▶ [Stored items]
◇ ◇ ◇ ◇ ◇
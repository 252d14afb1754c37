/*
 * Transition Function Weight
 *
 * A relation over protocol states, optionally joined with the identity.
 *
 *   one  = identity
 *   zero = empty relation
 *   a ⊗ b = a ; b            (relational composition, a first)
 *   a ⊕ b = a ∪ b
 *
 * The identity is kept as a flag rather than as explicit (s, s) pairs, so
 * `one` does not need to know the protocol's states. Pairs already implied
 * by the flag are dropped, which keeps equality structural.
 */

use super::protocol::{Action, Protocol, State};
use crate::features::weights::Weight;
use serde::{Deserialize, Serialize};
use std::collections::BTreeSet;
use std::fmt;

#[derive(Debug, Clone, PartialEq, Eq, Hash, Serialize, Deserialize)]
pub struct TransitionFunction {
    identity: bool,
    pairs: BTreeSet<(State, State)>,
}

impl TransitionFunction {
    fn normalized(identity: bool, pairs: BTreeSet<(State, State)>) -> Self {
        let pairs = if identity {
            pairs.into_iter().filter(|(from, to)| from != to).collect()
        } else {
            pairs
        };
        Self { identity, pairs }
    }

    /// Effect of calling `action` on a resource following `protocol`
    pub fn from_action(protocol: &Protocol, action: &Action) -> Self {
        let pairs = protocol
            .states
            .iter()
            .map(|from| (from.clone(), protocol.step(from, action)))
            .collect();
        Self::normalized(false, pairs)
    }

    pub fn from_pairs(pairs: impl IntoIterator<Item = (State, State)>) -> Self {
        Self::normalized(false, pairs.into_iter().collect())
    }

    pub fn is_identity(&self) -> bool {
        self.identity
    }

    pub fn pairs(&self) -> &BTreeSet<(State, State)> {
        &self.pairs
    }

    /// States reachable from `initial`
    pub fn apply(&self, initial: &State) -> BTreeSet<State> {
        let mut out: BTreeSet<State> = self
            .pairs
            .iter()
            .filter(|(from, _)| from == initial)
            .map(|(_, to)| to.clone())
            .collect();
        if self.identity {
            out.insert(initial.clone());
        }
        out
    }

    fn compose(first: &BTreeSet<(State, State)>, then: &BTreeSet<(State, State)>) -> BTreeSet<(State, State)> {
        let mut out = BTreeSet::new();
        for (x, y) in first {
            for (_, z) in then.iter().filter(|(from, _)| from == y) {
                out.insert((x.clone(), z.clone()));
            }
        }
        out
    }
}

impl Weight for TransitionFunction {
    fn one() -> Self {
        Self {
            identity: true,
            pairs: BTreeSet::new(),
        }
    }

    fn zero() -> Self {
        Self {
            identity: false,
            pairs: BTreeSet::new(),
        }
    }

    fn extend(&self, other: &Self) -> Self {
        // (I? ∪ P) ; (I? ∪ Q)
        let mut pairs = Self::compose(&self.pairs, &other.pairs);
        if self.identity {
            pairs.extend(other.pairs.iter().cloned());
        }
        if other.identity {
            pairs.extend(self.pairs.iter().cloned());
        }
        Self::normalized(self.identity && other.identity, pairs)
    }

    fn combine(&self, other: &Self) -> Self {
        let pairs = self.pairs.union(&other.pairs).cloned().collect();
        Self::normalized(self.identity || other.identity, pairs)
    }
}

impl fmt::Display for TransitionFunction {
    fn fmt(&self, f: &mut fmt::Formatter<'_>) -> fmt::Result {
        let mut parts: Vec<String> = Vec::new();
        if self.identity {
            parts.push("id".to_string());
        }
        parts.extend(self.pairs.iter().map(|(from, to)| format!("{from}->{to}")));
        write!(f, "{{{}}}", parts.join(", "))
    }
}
◇ ◇ ◇ ◇ ◇
▶ [INSTRUCTIONS TO FOLLOW]
Determine the number of lines in the data above that contain the word "normalized", and provide only that figure.

▶ [WRITTEN RESPONSE]
5